[TASK DATA]
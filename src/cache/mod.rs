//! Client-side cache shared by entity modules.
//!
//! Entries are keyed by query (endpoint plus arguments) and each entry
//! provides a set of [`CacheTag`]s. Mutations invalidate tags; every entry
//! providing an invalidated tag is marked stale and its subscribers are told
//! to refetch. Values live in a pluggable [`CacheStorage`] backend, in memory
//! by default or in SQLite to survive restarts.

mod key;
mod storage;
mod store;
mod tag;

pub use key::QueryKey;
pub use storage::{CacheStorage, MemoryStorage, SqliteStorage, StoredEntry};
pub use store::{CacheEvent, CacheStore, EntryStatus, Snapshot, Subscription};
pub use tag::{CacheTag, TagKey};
[/TASK DATA]
[TASK DATA]
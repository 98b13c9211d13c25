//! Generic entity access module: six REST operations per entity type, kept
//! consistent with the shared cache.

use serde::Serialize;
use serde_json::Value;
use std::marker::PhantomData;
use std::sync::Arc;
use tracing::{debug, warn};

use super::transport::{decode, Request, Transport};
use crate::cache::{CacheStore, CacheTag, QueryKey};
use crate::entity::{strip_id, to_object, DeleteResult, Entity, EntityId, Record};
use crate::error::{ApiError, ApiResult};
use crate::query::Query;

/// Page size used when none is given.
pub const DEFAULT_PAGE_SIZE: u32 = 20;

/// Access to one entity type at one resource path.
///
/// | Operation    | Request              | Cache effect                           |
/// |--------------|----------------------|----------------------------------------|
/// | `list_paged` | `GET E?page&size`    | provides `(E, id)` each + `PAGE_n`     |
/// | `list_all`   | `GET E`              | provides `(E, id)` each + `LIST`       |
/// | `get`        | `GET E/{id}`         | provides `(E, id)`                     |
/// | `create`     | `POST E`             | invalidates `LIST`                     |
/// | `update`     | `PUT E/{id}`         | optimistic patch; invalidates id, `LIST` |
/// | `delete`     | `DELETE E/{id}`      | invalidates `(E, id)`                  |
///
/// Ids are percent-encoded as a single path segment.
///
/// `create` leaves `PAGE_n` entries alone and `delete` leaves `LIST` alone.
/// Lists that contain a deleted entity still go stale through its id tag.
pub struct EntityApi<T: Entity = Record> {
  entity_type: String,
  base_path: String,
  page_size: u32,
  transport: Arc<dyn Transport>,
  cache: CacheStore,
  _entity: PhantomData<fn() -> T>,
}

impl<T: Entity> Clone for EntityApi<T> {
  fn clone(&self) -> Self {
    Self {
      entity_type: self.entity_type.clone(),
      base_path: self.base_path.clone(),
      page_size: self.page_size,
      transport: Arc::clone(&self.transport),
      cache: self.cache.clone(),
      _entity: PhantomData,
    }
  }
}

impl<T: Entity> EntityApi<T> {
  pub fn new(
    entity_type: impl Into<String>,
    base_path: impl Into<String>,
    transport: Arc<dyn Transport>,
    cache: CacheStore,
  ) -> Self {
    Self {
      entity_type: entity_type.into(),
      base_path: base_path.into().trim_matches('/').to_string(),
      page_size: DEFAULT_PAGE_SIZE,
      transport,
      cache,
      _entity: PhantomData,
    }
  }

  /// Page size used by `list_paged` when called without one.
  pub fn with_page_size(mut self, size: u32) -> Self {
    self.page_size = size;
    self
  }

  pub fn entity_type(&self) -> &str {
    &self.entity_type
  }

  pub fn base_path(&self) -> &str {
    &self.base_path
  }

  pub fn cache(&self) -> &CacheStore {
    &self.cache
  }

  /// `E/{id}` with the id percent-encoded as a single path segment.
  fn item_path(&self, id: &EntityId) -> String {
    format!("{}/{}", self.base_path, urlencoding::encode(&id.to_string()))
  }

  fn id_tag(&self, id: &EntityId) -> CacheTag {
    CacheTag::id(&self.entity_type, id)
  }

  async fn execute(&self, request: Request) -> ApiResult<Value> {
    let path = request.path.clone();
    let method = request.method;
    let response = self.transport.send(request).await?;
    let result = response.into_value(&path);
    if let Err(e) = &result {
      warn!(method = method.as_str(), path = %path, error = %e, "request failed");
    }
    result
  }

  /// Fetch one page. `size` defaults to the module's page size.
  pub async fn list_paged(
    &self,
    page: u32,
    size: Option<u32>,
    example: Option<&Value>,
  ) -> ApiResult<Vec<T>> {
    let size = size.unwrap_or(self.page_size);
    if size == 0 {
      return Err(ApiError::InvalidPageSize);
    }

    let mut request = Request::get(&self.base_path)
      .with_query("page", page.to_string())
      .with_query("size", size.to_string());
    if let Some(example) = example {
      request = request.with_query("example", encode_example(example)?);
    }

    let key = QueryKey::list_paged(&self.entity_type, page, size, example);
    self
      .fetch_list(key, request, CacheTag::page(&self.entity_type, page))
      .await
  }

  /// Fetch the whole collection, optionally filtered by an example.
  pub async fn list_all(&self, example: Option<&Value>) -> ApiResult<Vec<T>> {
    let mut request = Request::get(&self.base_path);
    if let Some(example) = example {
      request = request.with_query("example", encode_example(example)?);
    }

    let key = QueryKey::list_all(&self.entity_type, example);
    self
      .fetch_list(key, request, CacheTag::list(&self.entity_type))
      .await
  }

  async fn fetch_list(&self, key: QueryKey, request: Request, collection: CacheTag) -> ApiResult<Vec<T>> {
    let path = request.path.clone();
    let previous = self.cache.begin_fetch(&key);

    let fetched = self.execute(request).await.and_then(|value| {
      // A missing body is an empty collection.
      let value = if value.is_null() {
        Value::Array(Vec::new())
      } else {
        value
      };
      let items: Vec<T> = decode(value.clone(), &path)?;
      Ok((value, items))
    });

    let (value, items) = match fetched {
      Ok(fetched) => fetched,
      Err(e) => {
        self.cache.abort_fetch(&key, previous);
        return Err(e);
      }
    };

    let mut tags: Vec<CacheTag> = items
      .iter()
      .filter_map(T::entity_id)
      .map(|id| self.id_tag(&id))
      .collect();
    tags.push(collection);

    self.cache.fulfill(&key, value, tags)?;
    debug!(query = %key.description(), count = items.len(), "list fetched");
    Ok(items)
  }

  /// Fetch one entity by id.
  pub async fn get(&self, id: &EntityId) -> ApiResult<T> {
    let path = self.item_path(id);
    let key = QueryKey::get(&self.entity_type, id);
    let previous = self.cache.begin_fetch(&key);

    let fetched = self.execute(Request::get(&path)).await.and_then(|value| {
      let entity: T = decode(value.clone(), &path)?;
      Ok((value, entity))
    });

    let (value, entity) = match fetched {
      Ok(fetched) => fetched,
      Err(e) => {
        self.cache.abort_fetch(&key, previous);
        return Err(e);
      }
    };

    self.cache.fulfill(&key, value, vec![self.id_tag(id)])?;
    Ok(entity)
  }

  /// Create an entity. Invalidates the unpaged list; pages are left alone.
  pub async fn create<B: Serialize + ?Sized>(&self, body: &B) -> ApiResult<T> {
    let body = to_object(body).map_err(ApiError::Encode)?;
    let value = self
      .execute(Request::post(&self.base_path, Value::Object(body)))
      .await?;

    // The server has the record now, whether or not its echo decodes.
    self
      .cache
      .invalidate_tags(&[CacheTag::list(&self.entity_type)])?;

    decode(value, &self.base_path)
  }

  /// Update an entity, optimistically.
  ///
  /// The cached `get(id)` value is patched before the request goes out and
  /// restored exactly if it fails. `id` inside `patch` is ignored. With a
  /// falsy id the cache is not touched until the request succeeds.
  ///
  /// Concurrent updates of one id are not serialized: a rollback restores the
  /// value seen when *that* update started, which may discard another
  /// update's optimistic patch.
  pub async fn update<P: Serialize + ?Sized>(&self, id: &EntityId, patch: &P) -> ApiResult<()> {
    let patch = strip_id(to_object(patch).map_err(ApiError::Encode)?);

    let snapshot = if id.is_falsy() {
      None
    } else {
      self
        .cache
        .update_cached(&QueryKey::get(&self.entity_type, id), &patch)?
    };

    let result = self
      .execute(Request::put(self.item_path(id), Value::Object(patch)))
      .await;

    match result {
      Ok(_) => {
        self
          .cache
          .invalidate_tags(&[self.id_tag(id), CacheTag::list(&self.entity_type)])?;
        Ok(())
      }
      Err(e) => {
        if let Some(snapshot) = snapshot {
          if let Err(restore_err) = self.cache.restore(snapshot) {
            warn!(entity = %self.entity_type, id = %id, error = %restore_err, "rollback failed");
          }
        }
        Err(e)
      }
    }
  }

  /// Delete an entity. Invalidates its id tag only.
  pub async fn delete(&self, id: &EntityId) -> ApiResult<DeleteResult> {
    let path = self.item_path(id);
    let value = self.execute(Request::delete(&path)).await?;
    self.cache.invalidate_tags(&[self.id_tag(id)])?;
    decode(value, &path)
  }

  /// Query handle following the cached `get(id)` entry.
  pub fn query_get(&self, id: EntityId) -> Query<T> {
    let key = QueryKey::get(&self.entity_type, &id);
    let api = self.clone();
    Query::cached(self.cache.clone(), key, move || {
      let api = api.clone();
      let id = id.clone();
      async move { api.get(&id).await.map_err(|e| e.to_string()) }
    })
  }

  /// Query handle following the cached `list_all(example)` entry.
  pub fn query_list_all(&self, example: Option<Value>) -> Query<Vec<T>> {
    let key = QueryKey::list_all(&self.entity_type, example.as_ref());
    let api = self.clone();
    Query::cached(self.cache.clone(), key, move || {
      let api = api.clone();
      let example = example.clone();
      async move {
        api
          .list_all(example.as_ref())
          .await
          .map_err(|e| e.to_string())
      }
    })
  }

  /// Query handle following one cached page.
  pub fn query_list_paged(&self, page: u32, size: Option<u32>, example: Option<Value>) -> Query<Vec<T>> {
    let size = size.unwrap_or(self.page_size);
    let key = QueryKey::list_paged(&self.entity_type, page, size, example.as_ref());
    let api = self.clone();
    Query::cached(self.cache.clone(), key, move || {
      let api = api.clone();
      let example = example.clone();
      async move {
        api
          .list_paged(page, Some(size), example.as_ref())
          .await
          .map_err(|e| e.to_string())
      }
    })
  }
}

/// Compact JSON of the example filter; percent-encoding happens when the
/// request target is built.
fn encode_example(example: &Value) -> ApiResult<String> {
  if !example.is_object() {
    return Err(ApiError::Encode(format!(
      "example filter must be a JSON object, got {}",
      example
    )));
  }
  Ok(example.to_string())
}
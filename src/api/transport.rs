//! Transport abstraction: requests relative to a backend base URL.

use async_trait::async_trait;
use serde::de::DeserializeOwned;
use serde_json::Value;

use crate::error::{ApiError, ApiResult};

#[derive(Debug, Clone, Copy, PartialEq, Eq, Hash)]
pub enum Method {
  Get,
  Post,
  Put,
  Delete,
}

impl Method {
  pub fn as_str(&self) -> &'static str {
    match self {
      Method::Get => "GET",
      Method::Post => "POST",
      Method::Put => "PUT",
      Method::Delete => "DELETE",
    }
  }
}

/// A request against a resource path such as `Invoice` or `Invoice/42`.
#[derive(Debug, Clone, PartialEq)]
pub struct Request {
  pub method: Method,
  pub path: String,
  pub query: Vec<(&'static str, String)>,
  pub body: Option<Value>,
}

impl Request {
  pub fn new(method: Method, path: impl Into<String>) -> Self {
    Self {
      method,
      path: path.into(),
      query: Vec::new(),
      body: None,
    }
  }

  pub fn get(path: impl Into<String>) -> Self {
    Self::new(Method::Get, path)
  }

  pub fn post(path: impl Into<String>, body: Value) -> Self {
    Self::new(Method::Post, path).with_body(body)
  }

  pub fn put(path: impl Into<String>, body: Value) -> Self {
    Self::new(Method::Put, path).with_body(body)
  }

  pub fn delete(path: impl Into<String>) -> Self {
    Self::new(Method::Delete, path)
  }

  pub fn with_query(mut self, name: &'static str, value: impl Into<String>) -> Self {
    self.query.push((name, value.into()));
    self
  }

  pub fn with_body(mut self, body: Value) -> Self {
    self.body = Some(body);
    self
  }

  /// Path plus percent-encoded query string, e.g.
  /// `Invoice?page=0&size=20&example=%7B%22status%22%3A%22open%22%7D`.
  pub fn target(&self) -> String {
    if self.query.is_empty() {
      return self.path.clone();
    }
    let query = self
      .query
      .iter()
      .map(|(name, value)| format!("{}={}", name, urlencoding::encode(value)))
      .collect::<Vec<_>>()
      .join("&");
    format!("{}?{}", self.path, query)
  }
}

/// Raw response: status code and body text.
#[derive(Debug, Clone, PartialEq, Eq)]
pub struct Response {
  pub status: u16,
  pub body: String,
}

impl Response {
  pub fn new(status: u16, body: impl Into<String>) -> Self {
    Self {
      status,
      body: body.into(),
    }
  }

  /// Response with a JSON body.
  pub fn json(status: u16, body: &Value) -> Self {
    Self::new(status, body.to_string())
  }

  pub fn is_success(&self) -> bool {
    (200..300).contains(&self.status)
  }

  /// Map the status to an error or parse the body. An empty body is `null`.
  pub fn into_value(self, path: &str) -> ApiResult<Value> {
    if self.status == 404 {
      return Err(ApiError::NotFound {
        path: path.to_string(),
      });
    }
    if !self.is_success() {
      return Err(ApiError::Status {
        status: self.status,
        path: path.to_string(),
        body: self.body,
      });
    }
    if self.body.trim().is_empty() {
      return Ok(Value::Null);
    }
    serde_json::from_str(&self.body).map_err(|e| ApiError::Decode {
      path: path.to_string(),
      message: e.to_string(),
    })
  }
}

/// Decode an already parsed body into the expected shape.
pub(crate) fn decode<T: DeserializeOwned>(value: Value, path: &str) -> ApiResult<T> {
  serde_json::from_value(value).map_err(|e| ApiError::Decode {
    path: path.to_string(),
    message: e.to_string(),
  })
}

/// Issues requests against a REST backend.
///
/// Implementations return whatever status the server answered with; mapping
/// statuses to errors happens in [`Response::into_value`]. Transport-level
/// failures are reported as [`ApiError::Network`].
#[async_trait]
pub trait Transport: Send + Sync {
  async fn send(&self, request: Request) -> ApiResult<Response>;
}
[/TASK DATA]
[TASK DATA]
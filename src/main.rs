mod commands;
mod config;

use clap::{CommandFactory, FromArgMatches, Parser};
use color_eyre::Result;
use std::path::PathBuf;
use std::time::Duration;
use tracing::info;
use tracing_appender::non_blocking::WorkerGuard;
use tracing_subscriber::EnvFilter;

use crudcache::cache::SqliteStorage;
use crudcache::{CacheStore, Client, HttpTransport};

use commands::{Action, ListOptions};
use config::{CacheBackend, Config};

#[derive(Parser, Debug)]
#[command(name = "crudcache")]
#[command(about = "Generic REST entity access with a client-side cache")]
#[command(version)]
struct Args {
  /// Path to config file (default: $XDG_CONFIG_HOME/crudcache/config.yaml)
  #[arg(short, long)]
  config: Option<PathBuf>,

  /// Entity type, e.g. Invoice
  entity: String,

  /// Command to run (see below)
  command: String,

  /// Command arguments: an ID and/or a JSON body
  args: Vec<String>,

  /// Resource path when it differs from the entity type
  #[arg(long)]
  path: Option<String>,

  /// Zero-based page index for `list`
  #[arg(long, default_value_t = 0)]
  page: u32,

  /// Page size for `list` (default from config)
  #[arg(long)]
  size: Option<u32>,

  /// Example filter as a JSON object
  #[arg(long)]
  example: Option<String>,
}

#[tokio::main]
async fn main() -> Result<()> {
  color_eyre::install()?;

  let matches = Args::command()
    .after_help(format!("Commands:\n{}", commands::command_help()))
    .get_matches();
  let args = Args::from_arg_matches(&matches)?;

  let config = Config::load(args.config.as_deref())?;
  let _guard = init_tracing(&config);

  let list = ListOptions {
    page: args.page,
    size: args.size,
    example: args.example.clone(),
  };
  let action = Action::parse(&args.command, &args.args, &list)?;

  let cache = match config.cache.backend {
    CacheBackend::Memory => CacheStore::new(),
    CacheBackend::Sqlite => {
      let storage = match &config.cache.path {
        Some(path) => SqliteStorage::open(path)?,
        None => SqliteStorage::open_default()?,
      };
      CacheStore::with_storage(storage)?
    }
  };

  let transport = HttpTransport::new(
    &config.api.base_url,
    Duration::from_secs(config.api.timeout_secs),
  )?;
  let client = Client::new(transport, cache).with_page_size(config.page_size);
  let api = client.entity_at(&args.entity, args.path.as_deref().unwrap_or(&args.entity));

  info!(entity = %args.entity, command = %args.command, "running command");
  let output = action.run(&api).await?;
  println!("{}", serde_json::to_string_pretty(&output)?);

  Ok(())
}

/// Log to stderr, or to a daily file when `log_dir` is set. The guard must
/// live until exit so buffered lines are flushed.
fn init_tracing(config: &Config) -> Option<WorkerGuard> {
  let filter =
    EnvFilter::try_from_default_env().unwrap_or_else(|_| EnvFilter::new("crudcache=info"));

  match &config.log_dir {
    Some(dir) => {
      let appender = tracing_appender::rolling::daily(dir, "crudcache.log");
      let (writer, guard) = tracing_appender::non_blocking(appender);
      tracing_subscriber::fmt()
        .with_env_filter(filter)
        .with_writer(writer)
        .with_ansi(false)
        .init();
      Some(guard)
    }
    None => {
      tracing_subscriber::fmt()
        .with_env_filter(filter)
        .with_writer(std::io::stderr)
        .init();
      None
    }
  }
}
[/TASK DATA]
:: WORK INSTRUCTIONS ::
Wherever the string "rollback" appears in the entries above, list that line.

:: TASK OUTPUT ::
  /// Concurrent updates of one id are not serialized: a rollback restores the
            warn!(entity = %self.entity_type, id = %id, error = %restore_err, "rollback failed");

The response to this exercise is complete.